Exercise requirements
From the data that follows, copy every line holding the string "grouped".

Given data
use chrono::{TimeDelta, TimeZone, Utc};
use criterion::{BatchSize, Criterion, black_box, criterion_group, criterion_main};
use odo_core::{ReconstructParams, Sample, reconstruct};

// Synthetic run: one sample every 20 s at ~30 mph, with a glitch roughly
// every 500 readings (spike, rollback or short plateau).
fn synth_run(n: usize, seed: u32) -> Vec<Sample> {
    // tiny PRNG
    let mut state = seed.max(1);
    let mut next_f64 = || {
        let mut x = state;
        x ^= x << 13;
        x ^= x >> 17;
        x ^= x << 5;
        state = x;
        f64::from(x) / (f64::from(u32::MAX) + 1.0)
    };
    let t0 = Utc.with_ymd_and_hms(2023, 11, 10, 18, 0, 0).unwrap();
    let mut miles = 0.0f64;
    let mut out = Vec::with_capacity(n);
    for i in 0..n {
        miles += 20.0 * 30.0 / 3600.0 * next_f64();
        let glitch = next_f64();
        let raw = if glitch < 0.001 {
            miles + 9000.0
        } else if glitch < 0.002 {
            miles * 0.5
        } else {
            miles
        };
        out.push(Sample::new(t0 + TimeDelta::seconds(i as i64 * 20), raw));
    }
    out
}

pub fn bench_reconstruct(c: &mut Criterion) {
    let mut g = c.benchmark_group("reconstruct");
    //   BENCH_SAMPLE_SIZE=10 BENCH_MEAS_MS=50 cargo bench -p odo_core --bench reconstruct
    if let Ok(ss) = std::env::var("BENCH_SAMPLE_SIZE") {
        if let Ok(n) = ss.parse::<usize>() {
            g.sample_size(n.max(1));
        }
    } else {
        g.sample_size(30);
    }
    if let Ok(ms) = std::env::var("BENCH_MEAS_MS")
        && let Ok(ms_u64) = ms.parse::<u64>()
    {
        g.measurement_time(std::time::Duration::from_millis(ms_u64));
    }

    let params = ReconstructParams::default();
    let start = Utc.with_ymd_and_hms(2023, 11, 10, 18, 0, 0).unwrap();
    // One hour, one day, one full week of 20 s samples.
    for &n in &[180usize, 4_320, 30_240] {
        let run = synth_run(n, 0xB05);
        g.bench_function(format!("samples_{n}"), |b| {
            b.iter_batched(
                || run.clone(),
                |s| {
                    let r = reconstruct(black_box(&s), start, black_box(&params));
                    black_box(r.ok());
                },
                BatchSize::LargeInput,
            )
        });
    }
    g.finish();
}

criterion_group!(reconstruction, bench_reconstruct);
criterion_main!(reconstruction);
//! Input samples and reconstruction parameters.

use chrono::{DateTime, Utc};
use odo_traits::OdometerRecord;

use crate::error::ReconstructError;
use crate::util::{mph_to_miles_per_sec, seconds_between};

/// Nominal top speed of the bus.
pub const DEFAULT_MAX_SPEED_MPH: f64 = 45.0;
/// Readings above this before any trusted sample are power-on garbage.
pub const DEFAULT_STARTUP_NOISE_MILES: f64 = 1000.0;
/// Longest bucketed span: two weeks of minutes.
pub const DEFAULT_MAX_SPAN_MINUTES: usize = 14 * 24 * 60;

/// One raw cumulative odometer reading.
#[derive(Debug, Clone, Copy, PartialEq)]
pub struct Sample {
    pub timestamp: DateTime<Utc>,
    pub raw_miles: f64,
}

impl Sample {
    pub fn new(timestamp: DateTime<Utc>, raw_miles: f64) -> Self {
        Self {
            timestamp,
            raw_miles,
        }
    }
}

impl From<OdometerRecord> for Sample {
    fn from(r: OdometerRecord) -> Self {
        Self::new(r.timestamp, r.miles)
    }
}

#[derive(Debug, Clone, Copy, PartialEq)]
pub struct ReconstructParams {
    /// Plausibility bound in miles per second.
    pub max_speed: f64,
    pub startup_noise_miles: f64,
    /// Upper bound on the number of minute buckets. Samples past it are
    /// still reconstructed but not bucketed.
    pub max_span_minutes: usize,
}

impl Default for ReconstructParams {
    fn default() -> Self {
        Self::from_mph(DEFAULT_MAX_SPEED_MPH)
    }
}

impl ReconstructParams {
    pub fn from_mph(mph: f64) -> Self {
        Self {
            max_speed: mph_to_miles_per_sec(mph),
            startup_noise_miles: DEFAULT_STARTUP_NOISE_MILES,
            max_span_minutes: DEFAULT_MAX_SPAN_MINUTES,
        }
    }

    pub fn validate(&self) -> Result<(), ReconstructError> {
        if !(self.max_speed.is_finite() && self.max_speed > 0.0) {
            return Err(ReconstructError::InvalidParameter(
                "max_speed must be finite and > 0",
            ));
        }
        if !(self.startup_noise_miles.is_finite() && self.startup_noise_miles >= 0.0) {
            return Err(ReconstructError::InvalidParameter(
                "startup_noise_miles must be finite and >= 0",
            ));
        }
        if self.max_span_minutes == 0 {
            return Err(ReconstructError::InvalidParameter("max_span_minutes must be > 0"));
        }
        Ok(())
    }

    /// True when advancing `diff` miles over `dt` seconds is physically possible:
    /// never backwards and never faster than `max_speed`. Negative `dt` always fails
    /// for a forward move, and NaN fails every comparison.
    #[inline]
    pub(crate) fn plausible(&self, diff: f64, dt: f64) -> bool {
        diff >= 0.0 && diff <= self.max_speed * dt
    }
}

/// Seconds since the first sample, index-aligned with `samples`.
pub(crate) fn elapsed_seconds(samples: &[Sample]) -> Vec<f64> {
    let Some(first) = samples.first() else {
        return Vec::new();
    };
    samples
        .iter()
        .map(|s| seconds_between(first.timestamp, s.timestamp))
        .collect()
}
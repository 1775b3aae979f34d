//! Formatting helpers for presenting metric values.

/// Whole numbers get thousands separators (`7,500`); fractional values keep
/// two decimals (`1,234.50`). Non-finite input renders as an em dash.
pub fn format_value(value: f64) -> String {
    if !value.is_finite() {
        return "—".to_string();
    }

    let rounded = (value * 100.0).round() / 100.0;
    let negative = rounded < 0.0;
    let magnitude = rounded.abs();
    let whole = magnitude.trunc() as u64;
    let cents = ((magnitude - magnitude.trunc()) * 100.0).round() as u64;

    let mut out = String::new();
    if negative && (whole > 0 || cents > 0) {
        out.push('-');
    }
    out.push_str(&group_thousands(whole));
    if cents > 0 {
        out.push_str(&format!(".{cents:02}"));
    }
    out
}

fn group_thousands(value: u64) -> String {
    let digits = value.to_string();
    let mut grouped = String::with_capacity(digits.len() + digits.len() / 3);
    for (index, ch) in digits.chars().enumerate() {
        if index > 0 && (digits.len() - index) % 3 == 0 {
            grouped.push(',');
        }
        grouped.push(ch);
    }
    grouped
}

#[cfg(test)]
mod tests {
    use super::*;

    #[test]
    fn groups_whole_numbers() {
        assert_eq!(format_value(0.0), "0");
        assert_eq!(format_value(205.0), "205");
        assert_eq!(format_value(7500.0), "7,500");
        assert_eq!(format_value(1_234_567.0), "1,234,567");
    }

    #[test]
    fn keeps_two_decimals_for_fractions() {
        assert_eq!(format_value(1234.5), "1,234.50");
        assert_eq!(format_value(-3.25), "-3.25");
        assert_eq!(format_value(-0.001), "0");
    }

    #[test]
    fn non_finite_renders_placeholder() {
        assert_eq!(format_value(f64::NAN), "—");
        assert_eq!(format_value(f64::INFINITY), "—");
    }
}
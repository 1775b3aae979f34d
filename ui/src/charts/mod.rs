pub mod adapter;

mod bar;
pub use bar::RankedBarChart;

use crate::core::{FieldSelector, Month};

#[derive(Debug, Clone, Copy, PartialEq, Eq)]
pub enum Orientation {
    /// Columns rising from the x-axis, labels underneath.
    Vertical,
    /// Bars growing to the right, labels on the left.
    Horizontal,
}

/// Which localized title and note a chart uses.
#[derive(Debug, Clone, Copy, PartialEq, Eq)]
pub enum ChartKind {
    Overperformance,
    ArticlesPosted,
    SubscriberEvents,
    RevenueByTheme,
    PerAuthor,
    ReaderEngagement,
    SubscriberThemes,
    NonSubscriberThemes,
}

/// Static description of one dashboard chart.
#[derive(Debug, Clone, Copy, PartialEq)]
pub struct ChartSpec {
    pub kind: ChartKind,
    /// Title of the graph in the dataset document.
    pub graph: &'static str,
    pub orientation: Orientation,
    /// Non-month field to rank by; `None` ranks by the selected month.
    pub field: Option<&'static str>,
    pub show_total: bool,
}

impl ChartSpec {
    pub fn selector(&self, month: Month) -> FieldSelector {
        match self.field {
            Some(name) => FieldSelector::Named(name.to_string()),
            None => FieldSelector::Month(month),
        }
    }
}

pub const OVERPERFORMANCE: ChartSpec = ChartSpec {
    kind: ChartKind::Overperformance,
    graph: "Article Overperformance",
    orientation: Orientation::Vertical,
    field: None,
    show_total: false,
};

pub const ARTICLES_POSTED: ChartSpec = ChartSpec {
    kind: ChartKind::ArticlesPosted,
    graph: "Total Articles",
    orientation: Orientation::Horizontal,
    field: None,
    show_total: false,
};

pub const SUBSCRIBER_EVENTS: ChartSpec = ChartSpec {
    kind: ChartKind::SubscriberEvents,
    graph: "Subscribers vs Non-Subscribers",
    orientation: Orientation::Vertical,
    field: None,
    show_total: false,
};

pub const REVENUE_BY_THEME: ChartSpec = ChartSpec {
    kind: ChartKind::RevenueByTheme,
    graph: "Revenue per Article Theme (USD)",
    orientation: Orientation::Horizontal,
    field: None,
    show_total: true,
};

pub const PER_AUTHOR: ChartSpec = ChartSpec {
    kind: ChartKind::PerAuthor,
    graph: "Personalized Content by Author",
    orientation: Orientation::Horizontal,
    field: Some("visitors"),
    show_total: false,
};

/// Ranked by visitors, not listed in calendar order.
pub const READER_ENGAGEMENT: ChartSpec = ChartSpec {
    kind: ChartKind::ReaderEngagement,
    graph: "Are Readers Staying Engaged?",
    orientation: Orientation::Vertical,
    field: Some("visitors"),
    show_total: false,
};

pub const SUBSCRIBER_THEMES: ChartSpec = ChartSpec {
    kind: ChartKind::SubscriberThemes,
    graph: "What Do Subscribers Want?",
    orientation: Orientation::Vertical,
    field: Some("subscribers"),
    show_total: false,
};

pub const NON_SUBSCRIBER_THEMES: ChartSpec = ChartSpec {
    kind: ChartKind::NonSubscriberThemes,
    field: Some("nonsubscribers"),
    ..SUBSCRIBER_THEMES
};

/// Charts shown on the dashboard, in display order.
pub const DASHBOARD_CHARTS: [ChartSpec; 8] = [
    OVERPERFORMANCE,
    ARTICLES_POSTED,
    PER_AUTHOR,
    READER_ENGAGEMENT,
    SUBSCRIBER_EVENTS,
    SUBSCRIBER_THEMES,
    NON_SUBSCRIBER_THEMES,
    REVENUE_BY_THEME,
];

#[cfg(test)]
mod tests {
    use super::*;
    use crate::core::{resolve_field, DatasetStore};

    fn top_of(spec: ChartSpec, month: Month) -> (String, f64) {
        let store = DatasetStore::embedded().unwrap();
        let graph = store.find_graph(spec.graph).unwrap();
        let series = resolve_field(graph, &spec.selector(month));
        assert_eq!(series.len(), graph.categories().len());
        let top = &series.entries()[0];
        (top.category.clone(), top.value)
    }

    #[test]
    fn every_dashboard_chart_has_a_graph() {
        let store = DatasetStore::embedded().unwrap();
        for spec in DASHBOARD_CHARTS {
            assert!(
                store.find_graph(spec.graph).is_some(),
                "no graph for {:?}",
                spec.kind
            );
        }
    }

    #[test]
    fn selector_prefers_named_field() {
        let spec = ChartSpec {
            field: Some("Total"),
            ..ARTICLES_POSTED
        };
        assert_eq!(spec.selector(Month::May), FieldSelector::Named("Total".into()));
        assert_eq!(ARTICLES_POSTED.selector(Month::May), FieldSelector::Month(Month::May));
    }

    #[test]
    fn named_field_charts_ignore_the_month() {
        for spec in DASHBOARD_CHARTS.into_iter().filter(|spec| spec.field.is_some()) {
            assert_eq!(top_of(spec, Month::Jan), top_of(spec, Month::Dec));
        }
    }

    #[test]
    fn per_author_ranks_by_visitors() {
        assert_eq!(top_of(PER_AUTHOR, Month::Jan), ("health".to_string(), 46.0));
    }

    #[test]
    fn reader_engagement_peaks_in_june() {
        assert_eq!(top_of(READER_ENGAGEMENT, Month::Jan), ("June".to_string(), 250.0));
    }

    #[test]
    fn subscriber_theme_charts_read_their_own_field() {
        assert_eq!(top_of(SUBSCRIBER_THEMES, Month::Jan), ("Health".to_string(), 5234.0));
        assert_eq!(
            top_of(NON_SUBSCRIBER_THEMES, Month::Jan),
            ("Health".to_string(), 6879.0)
        );

        let store = DatasetStore::embedded().unwrap();
        let graph = store.find_graph(SUBSCRIBER_THEMES.graph).unwrap();
        let subscribers = resolve_field(graph, &SUBSCRIBER_THEMES.selector(Month::Jan));
        let others = resolve_field(graph, &NON_SUBSCRIBER_THEMES.selector(Month::Jan));
        assert_eq!(subscribers.entries()[1].category, "Environment");
        assert_eq!(others.entries()[1].category, "Politics");
    }

    #[test]
    fn chart_kinds_are_unique() {
        for (i, a) in DASHBOARD_CHARTS.iter().enumerate() {
            for b in &DASHBOARD_CHARTS[i + 1..] {
                assert_ne!(a.kind, b.kind);
            }
        }
    }
}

Written answer
    let mut grouped = String::with_capacity(digits.len() + digits.len() / 3);
            grouped.push(',');
        grouped.push(ch);
    grouped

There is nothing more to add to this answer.